Leprosy Diagnosis: An Update on the Use of Molecular Tools LucreciaAcosta Soto* and Pedro Torres Muñoz
Sanatorium Fontilles, Vall de Laguar, Alicante, Spain
- *Corresponding Author:
- Lucrecia Acosta Soto
Head of Molecular Biology and Investigation Unit
Sanatorium Fontilles. Ctra. Orba-Vall de Laguar
Km 4, 03791, Vall de Laguar, Alicante, Spain
E-mail: [email protected]
Received date: September 22, 2015; Accepted date: October 24, 2015; Published date: October 31, 2015
Citation: Soto A, Muñoz PT (2015) Leprosy Diagnosis: An Update on the Use of Molecular Tools Lucrecia. Mol Biol 4:139. doi:10.4172/2168-9547.1000139
Copyright: © 2015 Soto A, et al. This is an open-access article distributed under the terms of the Creative Commons Attribution License, which permits unrestricted use, distribution, and reproduction in any medium, provided the original author and source are credited.

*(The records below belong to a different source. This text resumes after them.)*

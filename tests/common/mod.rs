#![allow(dead_code)]

use std::path::PathBuf;
use std::time::Duration;

use assert_cmd::Command;
use tempfile::TempDir;

/// Detection query that always reports the desktop as running.
pub const RUNNING: &str = "sh -c 'echo 4242'";
/// Detection query that always reports the desktop as stopped.
pub const STOPPED: &str = "sh -c 'exit 1'";

/// Scratch directory holding fake engine scripts and a config file.
///
/// The fake engine is `sh`, so every forwarded command and probe is a
/// script path run by the shell rather than an executable written on the fly.
pub struct Sandbox {
    pub dir: TempDir,
}

impl Sandbox {
    pub fn new() -> Self {
        Self {
            dir: tempfile::tempdir().expect("failed to create tempdir"),
        }
    }

    pub fn path(&self, name: &str) -> PathBuf {
        self.dir.path().join(name)
    }

    /// Write a shell script and return its path as a string.
    pub fn script(&self, name: &str, body: &str) -> String {
        let path = self.path(name);
        std::fs::write(&path, format!("{body}\n")).expect("failed to write script");
        path.display().to_string()
    }

    /// Write a config using `sh` as the engine.
    pub fn config(&self, timeout: i64, probe: &str, detect: &str, launch: &str) -> String {
        let yaml = format!(
            "engine: sh\n\
             timeout: {timeout}\n\
             poll_interval_ms: 100\n\
             probes: ['{probe}']\n\
             desktop:\n  detect: \"{detect}\"\n  launch: '{launch}'\n"
        );
        let path = self.path("autostart.yaml");
        std::fs::write(&path, yaml).expect("failed to write config");
        path.display().to_string()
    }

    pub fn exists(&self, name: &str) -> bool {
        self.path(name).exists()
    }
}

pub fn autostart() -> Command {
    let mut cmd = Command::new(env!("CARGO_BIN_EXE_docker-autostart"));
    cmd.timeout(Duration::from_secs(30));
    cmd
}
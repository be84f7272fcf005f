use std::ffi::OsString;
use std::process::{Command, ExitStatus, Stdio};

use anyhow::{Context, Result, bail};
use tracing::debug;

/// Run `engine args...` with the caller's stdin, stdout and stderr, wait
/// for it, and return its exit code.
///
/// Errors when the child cannot be spawned or ends without an exit code
/// (e.g. killed by a signal).
pub fn forward(engine: &str, args: &[OsString]) -> Result<i32> {
    debug!("Executing {engine} command: {args:?}");

    let mut child = Command::new(engine)
        .args(args)
        .stdin(Stdio::inherit())
        .stdout(Stdio::inherit())
        .stderr(Stdio::inherit())
        .spawn()
        .with_context(|| format!("Error executing {engine} command"))?;

    let status = {
        let _interrupts = InterruptGuard::ignore();
        child
            .wait()
            .with_context(|| format!("Error waiting for {engine} command"))?
    };

    let code = exit_code(engine, status)?;
    if code != 0 {
        debug!("{engine} command failed: {status}");
    }
    Ok(code)
}

fn exit_code(engine: &str, status: ExitStatus) -> Result<i32> {
    if let Some(code) = status.code() {
        return Ok(code);
    }

    #[cfg(unix)]
    {
        use std::os::unix::process::ExitStatusExt;
        if let Some(signal) = status.signal() {
            bail!("{engine} command was terminated by signal {signal}");
        }
    }

    bail!("{engine} command exited without a status code ({status})")
}

/// Ignores SIGINT for as long as it is alive, so a terminal Ctrl-C only
/// interrupts the child and the wrapper can still relay its exit code.
///
/// Installed after the child is spawned: ignored dispositions survive
/// `exec`, and the child must keep the default one.
#[cfg(unix)]
struct InterruptGuard {
    previous: libc::sighandler_t,
}

#[cfg(unix)]
impl InterruptGuard {
    fn ignore() -> Self {
        // SAFETY: signal() only swaps the process-wide disposition; SIG_IGN
        // runs no handler code.
        let previous = unsafe { libc::signal(libc::SIGINT, libc::SIG_IGN) };
        Self { previous }
    }
}

#[cfg(unix)]
impl Drop for InterruptGuard {
    fn drop(&mut self) {
        if self.previous != libc::SIG_ERR {
            // SAFETY: restores the disposition returned by the earlier call.
            unsafe {
                libc::signal(libc::SIGINT, self.previous);
            }
        }
    }
}

#[cfg(not(unix))]
struct InterruptGuard;

#[cfg(not(unix))]
impl InterruptGuard {
    fn ignore() -> Self {
        InterruptGuard
    }
}
use std::process::{Command, Stdio};

use anyhow::{Context, Result};
use tracing::debug;

use super::Desktop;
use crate::config::Argv;

/// Run a process-listing query and report whether it matched anything.
///
/// Matches mean the query exited successfully with non-blank stdout. A
/// missing tool or any other execution error reads as "not running".
pub fn process_listed(query: &Argv) -> bool {
    let (program, args) = query.split_program();
    let output = Command::new(program)
        .args(args)
        .stdin(Stdio::null())
        .stderr(Stdio::null())
        .output();

    match output {
        Ok(out) if out.status.success() => !String::from_utf8_lossy(&out.stdout).trim().is_empty(),
        Ok(out) => {
            debug!("`{query}` exited with {}", out.status);
            false
        }
        Err(e) => {
            debug!("Error checking Docker Desktop with `{query}`: {e}");
            false
        }
    }
}

/// [`process_listed`], logging the result as the desktop's state.
pub fn desktop_running(query: &Argv) -> bool {
    let running = process_listed(query);
    debug!("Docker Desktop running: {running}");
    running
}

/// Spawn `command` with detached stdio and return without waiting on it.
pub fn spawn_detached(mut command: Command) -> Result<()> {
    let program = command.get_program().to_string_lossy().into_owned();
    debug!("Starting Docker Desktop with command: {command:?}");
    command
        .stdin(Stdio::null())
        .stdout(Stdio::null())
        .stderr(Stdio::null())
        .spawn()
        .with_context(|| format!("failed to run `{program}`"))?;
    Ok(())
}

pub fn command_for(argv: &Argv) -> Command {
    let (program, args) = argv.split_program();
    let mut command = Command::new(program);
    command.args(args);
    command
}

/// A desktop driven entirely by two external commands: one that lists
/// the desktop process, one that starts it.
#[derive(Debug, Clone)]
pub struct CommandDesktop {
    detect: Argv,
    launch: Argv,
}

impl CommandDesktop {
    pub fn new(detect: Argv, launch: Argv) -> Self {
        Self { detect, launch }
    }

    /// Docker Desktop on macOS: a GUI app bundle.
    pub fn macos() -> Self {
        Self::new(
            Argv::from_words(["pgrep", "-f", "Docker Desktop"]),
            Argv::from_words(["open", "-a", "Docker Desktop"]),
        )
    }

    /// Docker on Linux: the desktop process, falling back to the system
    /// service for starting.
    pub fn linux() -> Self {
        Self::new(
            Argv::from_words(["pgrep", "-f", "docker-desktop"]),
            Argv::from_words(["sudo", "systemctl", "start", "docker"]),
        )
    }
}

impl Desktop for CommandDesktop {
    fn is_running(&self) -> bool {
        desktop_running(&self.detect)
    }

    fn launch(&self) -> Result<()> {
        spawn_detached(command_for(&self.launch))
    }
}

Leprosy is a chronic infectious disease caused by an obligatory intracellular mycobacteria Mycobacterium leprae, which presents tropism for Schwann cells and skin macrophages. Leprosy is a public health problem and early diagnosis is essential to avoid incapacities. The disease´s clinical presentation varies from few to widespread lesions and its diagnosis continues to be a challenge due to the low sensibility of the conventional methods, based on bacillary counts of skin smears and histopathology. Molecular techniques, especially the methods to identify M. leprae DNA based on polymerase chain reaction (PCR) have emerged as a support of the conventional methods for the analysis of clinical samples in difficult to diagnose cases, such as pure neural leprosy, indeterminate and paucibacillary leprosy. The technique has also proved useful in the study of leprosy transmission and monitoring résistance to the WHO recommended Multidrug treatment. Different biological samples can be analysed and there is no consensus in the molecular diagnostic techniques respect of the most efficient nucleic acid extraction method, most appropriate methodology and genetic target for PCR. These methods provide a very valuable option for confirmation of difficult clinical cases with scarce bacilli but requires a well-equipped laboratory and the high cost makes it inaccessible to be used as a routine diagnostic tool in most endemic countries.